Abstract An effective and durable T-cell response is a cornerstone of current immunotherapies. We show that eFT508, a potent, selective inhibitor of MNK1 and MNK2, establishes a regulatory program that promotes multiple steps in the cancer immunity cycle including expansion of memory T cells and prevention of T-cell exhaustion. Using OT-I and OT-II transgenic systems, we show that eFT508 shifts the distribution of T cells towards a CD62LhighCD44high central memory (CM) phenotype in both CD4 and CD8 T cells upon activation with SIINFEKL peptide in vitro without adverse effects on T-cell proliferation, interferon-γ production or cytotoxic function. Similar effects are seen in vivo, where eFT508 treatment also enriches the CM T-cell pool in a SIINFEKL vaccine-induced OT-I adoptive T-cell transfer model, which results in increased persistence as demonstrated by a higher memory-recall T-cell response upon rechallenge. In addition, the CM bias elicited by eFT508 remains dominant when combined with agonists of co-stimulatory molecules, such as 4-1BB, OX-40 and GITR, or checkpoint inhibitors, such as PD-1, PD-L1 and CTLA-4, suggesting that eFT508 can affect the rate of T-cell differentiation in these combinations. eFT508 treatment also reduces the expression of exhaustion markers such as PD-1, LAG3 and TIM3, leading to increased cytotoxic T-cell function. eFT508 is currently under evaluation as a single agent in two phase 1/2 clinical trials for patients with advanced solid tumors and patients with advanced lymphoma. In addition, a phase 2 study evaluating eFT508, alone or in combination with avelumab, a PD-L1 immune checkpoint inhibitor, in microsatellite stable relapsed or refractory CRC patients is ongoing.

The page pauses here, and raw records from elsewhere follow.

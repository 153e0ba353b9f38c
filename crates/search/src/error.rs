//! Error types for the search crate.

use dinefind_core::error::exit_codes;
use thiserror::Error;

/// Result type alias for search operations.
pub type Result<T> = std::result::Result<T, SearchError>;

/// Errors that can occur during a search.
///
/// An empty result is not an error; it is how "nothing matched" is reported.
#[derive(Debug, Error)]
pub enum SearchError {
    /// The request was rejected before any data was touched
    #[error("Invalid search request: {0}")]
    Validation(String),

    /// The dataset could not be read or converted
    #[error("Failed to load restaurant data: {0}")]
    Load(#[from] dinefind_core::Error),
}

impl SearchError {
    /// Exit code a CLI should use for this error.
    pub fn exit_code(&self) -> i32 {
        match self {
            SearchError::Validation(_) => exit_codes::VALIDATION_ERROR,
            SearchError::Load(_) => exit_codes::DATA_ERROR,
        }
    }
}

The preclinical studies presented here provide further evidence that eFT508 may combine well with additional immunotherapies beyond checkpoint blockade. Citation Format: Rajesh K. Sharma, Vikas K. Goel, Jocelyn Staunton, Maria Barrera, Ana Parra, Eric Sung, Gary G. Chiang, Kevin R. Webster. eFT508, a potent and highly selective inhibitor of MNK1 and MNK2, regulates T-cell differentiation promoting an antitumor immune response [abstract]. In: Proceedings of the American Association for Cancer Research Annual Meeting 2018; 2018 Apr 14-18; Chicago, IL. Philadelphia (PA): AACR; Cancer Res 2018;78(13 Suppl):Abstract nr 5546.